Home » Blog, Featured, Headline

It’s not information overload, nor is it filter failure: It’s a discovery deficit

8 July 2010 1,027 views 74 Comments
Clay Shirky
Image via Wikipedia

Clay Shirky’s famous soundbite has helped to focus on minds on the way information on the web needs to be tackled and a move towards managing the process of selecting and prioritising information. But in the research space I’m getting a sense that it is fuelling a focus on preventing publication in a way that is analogous to the conventional filtering process involved in peer reviewed publication.

Most recently this surfaced at Chronicle of Higher Education, to which there were many responses, Derek Lowe’s being one of the most thought out. But this is not isolated.

@JISC_RSC_YH: How can we provide access to online resources and maintain quality of content?  #rscrc10 [twitter via@branwenhide]

Me: @branwenhide @JISC_RSC_YH isn’t the point of the web that we can decouple the issues of access and quality from each other? [twitter]

There is a widely held assumption that putting more research onto the web makes it harder to find the research you are looking for. Publishing more makes discovery easier.

The great strength of the web is that you can allow publication of anything at very low marginal cost without limiting the ability of people to find what they are interested in, at least in principle. Discovery mechanisms are good enough, while being a long way from perfect, to make it possible to mostly find what you’re looking for while avoiding what you’re not looking for.  Search acts as a remarkable filter over the whole web through making discovery possible for large classes of problem. And high quality search algorithms depend on having a lot of data.
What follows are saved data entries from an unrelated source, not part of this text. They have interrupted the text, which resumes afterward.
//! # Scalar Minimization
//!
//! One-dimensional unconstrained minimization of a bin objective. The default
//! method is Nelder-Mead (via `argmin`), which needs no derivatives and copes
//! with the kinks of the pinball loss. The BFGS path uses the `wolfe_bfgs`
//! line-search implementation with a central finite-difference gradient.
//!
//! A single simplex run can stop at a point that is not a minimum: two vertices
//! on either side of a kink may have equal cost, and argmin then reports
//! convergence. The search is therefore restarted from the best point found so
//! far, with a shorter initial edge whenever a restart brings no improvement.
//! It ends once a restart with an edge no longer than the parameter tolerance
//! leaves the cost unchanged. Both tolerances are relative:
//!
//! - cost: `tolerance · (1 + |f|)`, but never finer than the cost change caused
//!   by a move of one parameter tolerance, so large-magnitude parameters do not
//!   chase rounding noise;
//! - parameter: `param_tolerance · (1 + |x|)`.
//!
//! Every call builds its own solver and simplex, so concurrent calls never
//! share state. A search that exhausts its iteration budget is reported as an
//! error together with the best point it reached; the starting value is never
//! returned silently.

use crate::quantile::LossError;
use argmin::core::{
    CostFunction, Error as ArgminError, Executor, State, TerminationReason, TerminationStatus,
};
use argmin::solver::neldermead::NelderMead;
use ndarray::Array1;
use serde::{Deserialize, Serialize};
use std::cell::RefCell;
use thiserror::Error;
use wolfe_bfgs::{Bfgs, BfgsSolution};

/// Iteration cap of one simplex run between restarts.
const RESTART_ITERATIONS: u64 = 200;

/// Factor applied to the initial edge after a restart without improvement.
const STEP_SHRINK: f64 = 0.1;

#[derive(Debug, Clone, Copy, PartialEq, Eq, Serialize, Deserialize)]
#[serde(rename_all = "snake_case")]
pub enum MinimizerMethod {
    NelderMead,
    Bfgs,
}

#[derive(Debug, Clone, Copy, PartialEq, Serialize, Deserialize)]
#[serde(default)]
pub struct MinimizerConfig {
    pub method: MinimizerMethod,
    /// Total iteration budget, shared by all restarts.
    pub max_iterations: u64,
    /// Nelder-Mead: relative cost tolerance. BFGS: gradient-norm tolerance.
    pub tolerance: f64,
    /// Nelder-Mead: relative parameter tolerance.
    pub param_tolerance: f64,
}

impl Default for MinimizerConfig {
    fn default() -> Self {
        Self {
            method: MinimizerMethod::NelderMead,
            max_iterations: 1000,
            tolerance: 1e-10,
            param_tolerance: 1e-10,
        }
    }
}

#[derive(Error, Debug, Clone, PartialEq)]
pub enum MinimizerError {
    #[error(
        "The minimizer did not converge within {iterations} iterations (best parameter {best_param}, cost {best_cost:.6e})."
    )]
    NotConverged {
        iterations: u64,
        best_param: f64,
        best_cost: f64,
    },

    #[error("The objective could not be evaluated: {0}")]
    Objective(#[from] LossError),

    #[error("The minimizer backend failed: {0}")]
    Backend(String),
}

/// Result of a converged minimization.
#[derive(Debug, Clone, Copy, PartialEq)]
pub struct Minimum {
    pub param: f64,
    pub cost: f64,
    pub iterations: u64,
}

/// Minimizes `objective` starting from `x0`.
pub fn minimize_scalar<F>(
    objective: F,
    x0: f64,
    config: &MinimizerConfig,
) -> Result<Minimum, MinimizerError>
where
    F: Fn(f64) -> Result<f64, LossError>,
{
    match config.method {
        MinimizerMethod::NelderMead => nelder_mead(objective, x0, config),
        MinimizerMethod::Bfgs => bfgs(objective, x0, config),
    }
}

/// Initial simplex edge, following the usual 5% rule with a fixed step at zero.
fn initial_step(x0: f64) -> f64 {
    if x0 != 0.0 { 0.05 * x0 } else { 0.00025 }
}

/// Adapts a scalar objective to argmin's vector-valued `CostFunction`.
struct ScalarProblem<F> {
    objective: F,
}

impl<F> CostFunction for ScalarProblem<F>
where
    F: Fn(f64) -> Result<f64, LossError>,
{
    type Param = Vec<f64>;
    type Output = f64;

    fn cost(&self, param: &Self::Param) -> Result<Self::Output, ArgminError> {
        Ok((self.objective)(param[0])?)
    }
}

/// Outcome of one simplex run.
struct SimplexRun {
    param: f64,
    cost: f64,
    iterations: u64,
}

fn simplex_run<F>(
    objective: &F,
    x0: f64,
    step: f64,
    cost_tolerance: f64,
    max_iterations: u64,
) -> Result<SimplexRun, MinimizerError>
where
    F: Fn(f64) -> Result<f64, LossError>,
{
    let simplex = vec![vec![x0], vec![x0 + step]];
    let solver = NelderMead::new(simplex)
        .with_sd_tolerance(cost_tolerance)
        .map_err(|e| MinimizerError::Backend(e.to_string()))?;

    let result = Executor::new(ScalarProblem { objective }, solver)
        .configure(|state| state.max_iters(max_iterations))
        .run()
        .map_err(|e| match e.downcast_ref::<LossError>() {
            Some(loss) => MinimizerError::Objective(loss.clone()),
            None => MinimizerError::Backend(e.to_string()),
        })?;

    let state = result.state();
    let param = match state.get_best_param() {
        Some(p) => p[0],
        None => {
            return Err(MinimizerError::Backend(
                "Nelder-Mead finished without a best parameter".to_string(),
            ));
        }
    };

    match state.get_termination_status() {
        TerminationStatus::Terminated(
            TerminationReason::SolverConverged | TerminationReason::MaxItersReached,
        ) => Ok(SimplexRun {
            param,
            cost: state.get_best_cost(),
            iterations: state.get_iter(),
        }),
        other => Err(MinimizerError::Backend(format!(
            "Nelder-Mead stopped unexpectedly: {other:?}"
        ))),
    }
}

/// Cost tolerance around `param`: relative to the cost, and at least the cost
/// change of a move by `param_tolerance`.
fn cost_tolerance<F>(
    objective: &F,
    param: f64,
    cost: f64,
    param_tolerance: f64,
    relative: f64,
) -> Result<f64, LossError>
where
    F: Fn(f64) -> Result<f64, LossError>,
{
    let resolution = (objective(param + param_tolerance)? - cost).abs();
    Ok((relative * (1.0 + cost.abs())).max(resolution))
}

fn nelder_mead<F>(
    objective: F,
    x0: f64,
    config: &MinimizerConfig,
) -> Result<Minimum, MinimizerError>
where
    F: Fn(f64) -> Result<f64, LossError>,
{
    let mut best_param = x0;
    let mut best_cost = objective(x0)?;
    let mut step = initial_step(x0);
    let mut iterations = 0u64;

    loop {
        if iterations >= config.max_iterations {
            return Err(MinimizerError::NotConverged {
                iterations,
                best_param,
                best_cost,
            });
        }
        let param_tolerance = config.param_tolerance * (1.0 + best_param.abs());
        let cost_tolerance = cost_tolerance(
            &objective,
            best_param,
            best_cost,
            param_tolerance,
            config.tolerance,
        )?;
        let budget = (config.max_iterations - iterations).min(RESTART_ITERATIONS);

        let run = simplex_run(&objective, best_param, step, cost_tolerance, budget)?;
        // A run that stops on its initial simplex still counts, so the budget
        // bounds the number of restarts.
        iterations += run.iterations.max(1);

        let improvement = best_cost - run.cost;
        let moved = (run.param - best_param).abs();
        if run.cost < best_cost {
            best_param = run.param;
            best_cost = run.cost;
        }

        if improvement > cost_tolerance {
            step = step.min(moved).max(param_tolerance);
        } else if step <= param_tolerance {
            return Ok(Minimum {
                param: best_param,
                cost: best_cost,
                iterations,
            });
        } else {
            step = (step * STEP_SHRINK).max(param_tolerance);
        }
    }
}

fn bfgs<F>(objective: F, x0: f64, config: &MinimizerConfig) -> Result<Minimum, MinimizerError>
where
    F: Fn(f64) -> Result<f64, LossError>,
{
    objective(x0)?;

    // The solver's callback cannot fail, so the first evaluation error is kept
    // here and reported after the run.
    let failure: RefCell<Option<LossError>> = RefCell::new(None);
    let evaluate = |x: f64| -> f64 {
        match objective(x) {
            Ok(cost) if cost.is_finite() => cost,
            Ok(cost) => {
                log::warn!("Non-finite cost {cost} at parameter {x}, returning large finite value");
                1e10
            }
            Err(e) => {
                let mut slot = failure.borrow_mut();
                if slot.is_none() {
                    *slot = Some(e);
                }
                1e10
            }
        }
    };

    let cost_and_grad = |point: &Array1<f64>| -> (f64, Array1<f64>) {
        let x = point[0];
        let h = 1e-7 * x.abs().max(1.0);
        let cost = evaluate(x);
        let grad = (evaluate(x + h) - evaluate(x - h)) / (2.0 * h);
        (cost, Array1::from_elem(1, grad))
    };

    let outcome = Bfgs::new(Array1::from_elem(1, x0), cost_and_grad)
        .with_tolerance(config.tolerance)
        .with_max_iterations(config.max_iterations as usize)
        .run();

    if let Some(e) = failure.borrow_mut().take() {
        return Err(MinimizerError::Objective(e));
    }

    let BfgsSolution {
        final_point,
        final_value,
        iterations,
        ..
    } = outcome.map_err(|e| MinimizerError::Backend(format!("BFGS failed: {e:?}")))?;

    let param = final_point[0];
    let iterations = iterations as u64;
    if iterations >= config.max_iterations {
        return Err(MinimizerError::NotConverged {
            iterations,
            best_param: param,
            best_cost: final_value,
        });
    }
    Ok(Minimum {
        param,
        cost: final_value,
        iterations,
    })
}

#[cfg(test)]
mod tests {
    use super::*;
    use crate::quantile::quantile_costs;
    use approx::assert_abs_diff_eq;
    use ndarray::array;

    #[test]
    fn nelder_mead_finds_a_smooth_minimum() {
        let objective = |x: f64| Ok((x - 3.0).powi(2) + 1.0);
        let min = minimize_scalar(objective, 0.0, &MinimizerConfig::default()).unwrap();
        assert_abs_diff_eq!(min.param, 3.0, epsilon = 1e-4);
        assert_abs_diff_eq!(min.cost, 1.0, epsilon = 1e-8);
    }

    #[test]
    fn nelder_mead_finds_a_kinked_minimum() {
        let objective = |x: f64| Ok(0.5 * (x - 5.0).abs());
        let min = minimize_scalar(objective, 1.0, &MinimizerConfig::default()).unwrap();
        assert_abs_diff_eq!(min.param, 5.0, epsilon = 1e-6);
    }

    #[test]
    fn nelder_mead_keeps_an_optimal_start() {
        // The start is the only point with zero cost; the simplex collapses onto it.
        let objective = |x: f64| Ok(x.abs());
        let min = minimize_scalar(objective, 0.0, &MinimizerConfig::default()).unwrap();
        assert_eq!(min.param, 0.0);
    }

    #[test]
    fn exhausted_budget_is_an_error() {
        let config = MinimizerConfig {
            max_iterations: 2,
            ..MinimizerConfig::default()
        };
        let objective = |x: f64| Ok((x - 100.0).powi(2));
        let err = minimize_scalar(objective, 0.0, &config).unwrap_err();
        assert!(matches!(err, MinimizerError::NotConverged { .. }));
    }

    #[test]
    fn objective_errors_are_propagated() {
        let objective = |_: f64| -> Result<f64, LossError> { Err(LossError::EmptyInput) };
        let err = minimize_scalar(objective, 1.0, &MinimizerConfig::default()).unwrap_err();
        assert_eq!(err, MinimizerError::Objective(LossError::EmptyInput));

        let config = MinimizerConfig {
            method: MinimizerMethod::Bfgs,
            ..MinimizerConfig::default()
        };
        let err = minimize_scalar(objective, 1.0, &config).unwrap_err();
        assert_eq!(err, MinimizerError::Objective(LossError::EmptyInput));
    }

    #[test]
    fn bfgs_finds_a_smooth_minimum() {
        let config = MinimizerConfig {
            method: MinimizerMethod::Bfgs,
            tolerance: 1e-6,
            max_iterations: 200,
            ..MinimizerConfig::default()
        };
        let objective = |x: f64| Ok((x + 2.0).powi(2));
        let min = minimize_scalar(objective, 1.0, &config).unwrap();
        assert_abs_diff_eq!(min.param, -2.0, epsilon = 1e-3);
    }

    fn pinball(y: f64, others: f64, quantile: f64) -> impl Fn(f64) -> Result<f64, LossError> {
        move |param: f64| {
            quantile_costs(
                array![param * others].view(),
                array![y].view(),
                array![1.0].view(),
                quantile,
            )
        }
    }

    #[test]
    fn large_magnitude_optimum_converges() {
        let config = MinimizerConfig::default();
        for y in [2e7, 4.5e7, 1.23e8, 7.7e9] {
            let min = minimize_scalar(pinball(y, 0.9, 0.3), 0.0, &config).unwrap();
            let exact = y / 0.9;
            assert!(
                (min.param - exact).abs() <= 1e-9 * exact,
                "y = {y}: found {} instead of {exact}",
                min.param
            );
        }
    }

    #[test]
    fn kink_between_the_initial_vertices_is_not_mistaken_for_a_minimum() {
        // 0 and the first edge 0.00025 have equal cost around the kink at 0.000125
        let config = MinimizerConfig::default();
        let min = minimize_scalar(pinball(0.000125, 1.0, 0.5), 0.0, &config).unwrap();
        assert_abs_diff_eq!(min.param, 0.000125, epsilon = 1e-9);

        let min = minimize_scalar(pinball(0.01, 1.0, 0.5), 0.0, &config).unwrap();
        assert_abs_diff_eq!(min.param, 0.01, epsilon = 1e-9);

        let min = minimize_scalar(pinball(5.0, 1.0, 0.5), 0.0, &config).unwrap();
        assert_abs_diff_eq!(min.param, 5.0, epsilon = 1e-8);
    }

    #[test]
    fn restarts_share_the_iteration_budget() {
        let config = MinimizerConfig::default();
        let min = minimize_scalar(pinball(3.0e6, 2.0, 0.8), 1.0, &config).unwrap();
        assert!(min.iterations <= config.max_iterations);
        assert_abs_diff_eq!(min.param, 1.5e6, epsilon = 1.5e6 * 1e-9);
    }

    #[test]
    fn initial_step_follows_the_five_percent_rule() {
        assert_eq!(initial_step(0.0), 0.00025);
        assert_abs_diff_eq!(initial_step(2.0), 0.1, epsilon = 1e-15);
    }
}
It is very easy to say there is too much academic literature – and I do. But the solution which seems to be becoming popular is to argue for an expansion of the traditional peer review process. To prevent stuff getting onto the web in the first place. This is misguided for two important reasons. Firstly it takes the highly inefficient and expensive process of manual curation and attempts to apply it to every piece of research output created. This doesn’t work today and won’t scale as the diversity and sheer number of research outputs increases tomorrow. Secondly it doesn’t take advantage of the nature of the web. They way to do this efficiently is to publish everything at the lowest cost possible, and then enhance the discoverability of work that you think is important. We don’t need publication filters, we need enhanced discovery engines. Publishing is cheap, curation is expensive whether it is applied to filtering or to markup and search enhancement.

Filtering before publication worked and was probably the most efficient place to apply the curation effort when the major bottleneck was publication. Value was extracted from the curation process of peer review by using it reduce the costs of layout, editing, and printing through simple printing less.  But it created new costs, and invisible opportunity costs where a key piece of information was not made available. Today the major bottleneck is discovery. Of the 500 papers a week I could read, which ones should I read, and which ones just contain a single nugget of information which is all I need? In the Research Information Network study of costs of scholarly communication the largest component of publication creation and use cycle was peer review, followed by the cost of finding the articles to read which represented some 30% of total costs. On the web, the place to put in the curation effort is in enhancing discoverability, in providing me the tools that will identify what I need to read in detail, what I just need to scrape for data, and what I need to bookmark for my methods folder.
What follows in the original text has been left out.